Which lines run from the start of the data below to the line containing "let value: serde_json::Value"? Set them down exactly, with none added.
Segment Open
// ABOUTME: Entry point for the stolos CLI application.
// ABOUTME: Parses arguments and dispatches to appropriate command handlers.

mod cli;

use clap::Parser;
use cli::{Cli, Commands};
use std::path::Path;
use stolos::error::{Error, Result};
use stolos::release::Release;
use tracing_subscriber::EnvFilter;

fn main() {
    let cli = Cli::parse();

    // Initialize tracing subscriber based on verbose flag
    let filter = if cli.verbose {
        EnvFilter::new("debug")
    } else {
        EnvFilter::new("warn")
    };
    tracing_subscriber::fmt()
        .with_env_filter(filter)
        .with_target(true)
        .init();

    if let Err(e) = run(cli) {
        eprintln!("Error: {e}");
        std::process::exit(1);
    }
}

fn run(cli: Cli) -> Result<()> {
    match cli.command {
        Commands::Check { release } => check(&release),
    }
}

/// Decode a descriptor file under the same strict rules the Validate step
/// applies, and print what a deployment of it would touch.
fn check(path: &Path) -> Result<()> {
    let raw = match std::fs::read_to_string(path) {
        Ok(raw) => raw,
        Err(e) if e.kind() == std::io::ErrorKind::NotFound => {
            return Err(Error::DescriptorNotFound(path.to_path_buf()));
        }
        Err(e) => return Err(e.into()),
    };

    // YAML is a superset of JSON, so one parser covers both descriptor
    // flavors; the strict decode then matches the deployment path exactly.
    let value: serde_json::Value = serde_yaml::from_str(&raw)?;
    let mut release: Release =
        serde_json::from_value(value).map_err(|e| Error::InvalidDescriptor(e.to_string()))?;

    release.set_defaults();
    release
        .validate()
        .map_err(|e| Error::InvalidDescriptor(e.to_string()))?;

    println!("Release: {}", release.release_ref());
    println!("Artifact: {}", release.artifact);
    println!(
        "Timeout: {}s",
        release.timeout.unwrap_or_default()
    );
    println!("Lock path: {}", release.lock_path());
    println!("User-data path: {}", release.user_data_path());

    for (service, spec) in &release.services {
        println!(
            "  → {} (group {}, desired {})",
            service,
            release.group_id(service),
            spec.desired_capacity
        );
        for lb in &spec.load_balancers {
            println!("      load balancer: {lb}");
        }
        for tg in &spec.target_groups {
            println!("      target group: {tg}");
        }
    }

    println!("Descriptor OK");
    Ok(())
}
Segment Closed
### Expected answer:
// ABOUTME: Entry point for the stolos CLI application.
// ABOUTME: Parses arguments and dispatches to appropriate command handlers.

mod cli;

use clap::Parser;
use cli::{Cli, Commands};
use std::path::Path;
use stolos::error::{Error, Result};
use stolos::release::Release;
use tracing_subscriber::EnvFilter;

fn main() {
    let cli = Cli::parse();

    // Initialize tracing subscriber based on verbose flag
    let filter = if cli.verbose {
        EnvFilter::new("debug")
    } else {
        EnvFilter::new("warn")
    };
    tracing_subscriber::fmt()
        .with_env_filter(filter)
        .with_target(true)
        .init();

    if let Err(e) = run(cli) {
        eprintln!("Error: {e}");
        std::process::exit(1);
    }
}

fn run(cli: Cli) -> Result<()> {
    match cli.command {
        Commands::Check { release } => check(&release),
    }
}

/// Decode a descriptor file under the same strict rules the Validate step
/// applies, and print what a deployment of it would touch.
fn check(path: &Path) -> Result<()> {
    let raw = match std::fs::read_to_string(path) {
        Ok(raw) => raw,
        Err(e) if e.kind() == std::io::ErrorKind::NotFound => {
            return Err(Error::DescriptorNotFound(path.to_path_buf()));
        }
        Err(e) => return Err(e.into()),
    };

    // YAML is a superset of JSON, so one parser covers both descriptor
    // flavors; the strict decode then matches the deployment path exactly.
    let value: serde_json::Value = serde_yaml::from_str(&raw)?;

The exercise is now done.